As is required by all CEO's these days, Bill McDermott, SAP's leader was upbeat today as he announced a plan to triple the company's cloud earnings by 2023. At the same time SAP announced a restructuring that CFO Luka Mucic described as a 'fitness program' but which is set to cost the company €800-950 million in the coming year. Today was also the day that SAP announced earnings that just met market expectations. Onto the detail, starting with the restructuring plan.
Restructuring for fitness
According to the company, the restructuring is designed to put the company in a better position to meet its cloud ambitions, offering early retirement to some staff and reassigning others. Mucic says this is not a cost-cutting exercise and the company plans to increase headcount and cross the 100,000 mark in 2019. SAP believes the estimated costs it will incur in the current financial year will be largely recouped in 2020 from savings estimated at €750-800 million.
SAP is no stranger to restructuring operations since the company frequently reassigns staff during the year. This is different and while details are still emerging this move should not surprise anyone. There are several important factors that will have weighed into this decision,
As Phil Wainewright recently observed, the way cloud solutions are built and marketed is fundamentally different to the manner in which you build and go to market with on-premises software. Having just closed out the Qualtrics acquisition and with McDermott pinning much on that acquisition as a revenue driver, the business has to change,
Coincidentally, Josh Greenbaum recently penned an analysis of how SAP (and other legacy vendors) are struggling to get the LOB focused messaging across at the field sales level, arguing that:
They’re focused on selling their cloud upgrades primarily to the ERP side of the business, and that means they’re selling an incomplete vision of what a cloud ERP system can do to only one of the many decision makers and stakeholders who stand to benefit from a cloud upgrade.
In SAP's case, its portfolio of solutions is vast, claiming to offer a soup to nuts vision of how a 21st century can compose a technology landscape that serves all purposes. There is plenty of skepticism around the company's true ability to deliver on what is now a largely acquired cloud portfolio that has to be integrated in order to succeed but restructuring the company to make ready for a different kind of sale makes complete sense.

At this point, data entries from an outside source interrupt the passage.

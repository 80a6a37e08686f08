use std::time::Duration;

use {
    assistant_agents::AgentTool,
    async_trait::async_trait,
    serde::Serialize,
    serde_json::{Value, json},
    tracing::{info, warn},
};

const WEBHOOK_TIMEOUT: Duration = Duration::from_secs(10);

#[derive(Debug, Serialize)]
struct Notification<'a> {
    channel: &'a str,
    title: &'a str,
    message: &'a str,
}

/// Posts notifications and reminders to a webhook (Teams or email through
/// Logic Apps). Outcomes are reported as text, never as errors.
pub struct Notifier {
    http: reqwest::Client,
    webhook_url: Option<String>,
}

impl Notifier {
    pub fn new(webhook_url: Option<String>) -> Self {
        Self {
            http: reqwest::Client::new(),
            webhook_url: webhook_url.filter(|u| !u.trim().is_empty()),
        }
    }

    pub async fn send(&self, channel: &str, title: &str, message: &str) -> String {
        let Some(url) = &self.webhook_url else {
            return "Notification webhook belum dikonfigurasi.".into();
        };
        let payload = Notification { channel, title, message };
        let resp = self
            .http
            .post(url)
            .json(&payload)
            .timeout(WEBHOOK_TIMEOUT)
            .send()
            .await;
        match resp {
            Ok(r) if r.status().is_success() => {
                info!(channel, title, "notification sent");
                "Notification sent.".into()
            },
            Ok(r) => {
                let status = r.status().as_u16();
                let body = r.text().await.unwrap_or_default();
                warn!(channel, status, "notification webhook rejected the request");
                format!("Failed: {status} {body}")
            },
            Err(e) => {
                warn!(channel, error = %e, "notification webhook unreachable");
                format!("Failed: {e}")
            },
        }
    }
}

#[async_trait]
impl AgentTool for Notifier {
    fn name(&self) -> &str {
        "notify"
    }

    fn description(&self) -> &str {
        "Kirim notifikasi/pengingat melalui webhook (Teams/Email via Logic Apps)."
    }

    fn parameters_schema(&self) -> Value {
        json!({
            "type": "object",
            "properties": {
                "channel": {"type": "string", "description": "Target channel, e.g. teams or email"},
                "title": {"type": "string", "description": "Notification title"},
                "message": {"type": "string", "description": "Notification body"}
            },
            "required": ["channel", "title", "message"]
        })
    }

    async fn execute(&self, params: Value) -> anyhow::Result<Value> {
        let field = |key: &str| {
            params
                .get(key)
                .and_then(|v| v.as_str())
                .ok_or_else(|| anyhow::anyhow!("missing '{key}' parameter"))
        };
        let out = self.send(field("channel")?, field("title")?, field("message")?).await;
        Ok(Value::String(out))
    }
}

Talking to the question of workforce changes, McDermott said:
We have a highly motivated and committed workforce. We are going to be creating thousands of costs. We are going to be moving people to areas where business needs us most, machine learning, the blockchain, quantum computing. We are building a company that's a fighting machine that can go into the market and win. This is a growth company move not a cost cutting move. Every dollar will go into strategic reinvestment.
Immediate jobs lost globally are projected to be around 4,400 although SAP expects the total at its Walldorf HQ to rise. More to come on this but in the meantime, Mucic pointed out that the employee retention rate is at a marketing leading rate of 94%.
Counterbalancing the restructuring plan news, SAP needed to give a bold message about its future outlook and here Mucic said:
We are building a company for a sustainable future...we've just hit a point where two-thirds of our revenue is predictable and will get to close to 80% in the next five years.
Commenting on macro-economic and global issues, McDermott said:
We live in uncertain times. Whether it's the US-China situation or Brexit it will be something else. We see China is a jewel in the crown and we call China our second home. I think China is going to do just fine. Don't be too short on China. We are expecting a deal.
Q4 2018 numbers
SAP talked up its cloud revenue growth the numbers for which came in at just under €5 billion, representing growth of 32% in IFRS terms. Total revenue was €24.7 billion. Operating profit came in at €5.7 billion in IFRS terms. Talking to the detail, the company showed the following slide:
Talking to the impact of revenue mix on margin, Mucic said:
We can now see margins increasing...cloud and services grew faster than the market expected.
The numbers were as expected and that speaks strongly to Mucic's faith in predictable revenue. The question on my mind is how SAP delivers the growth it is forecasting while at the same time undertaking what will be the most significant restructuring since 2015, a time when SAP cut jobs.
There will be angst among the German contingent since any talk of layoffs is considered very bad news in that country. The fact that SAP emphasized growth will help allay fears and confirmation the company plans continued expansion at its HQ is good news. But much of SAP's plan depends on voluntary measures and in the past, these have not worked as well as the company would like, despite the fact SAP is generous in its severance programs.
On outlook, SAP is certainly confident and as I have said in the past, the Qualtrics acquisition is the one I see as key to driving that growth, acting as a pull along for S/4HANA and other solutions. Already the company is talking large double and triple digit growth for C/4HANA but let's not get carried away. SAP is coming from relatively small numbers in the customer-focused areas of its portfolio. It has a lot of work to do if it is to credibly challenge the market leader, which is already carving out a position ahead of where SAP is today.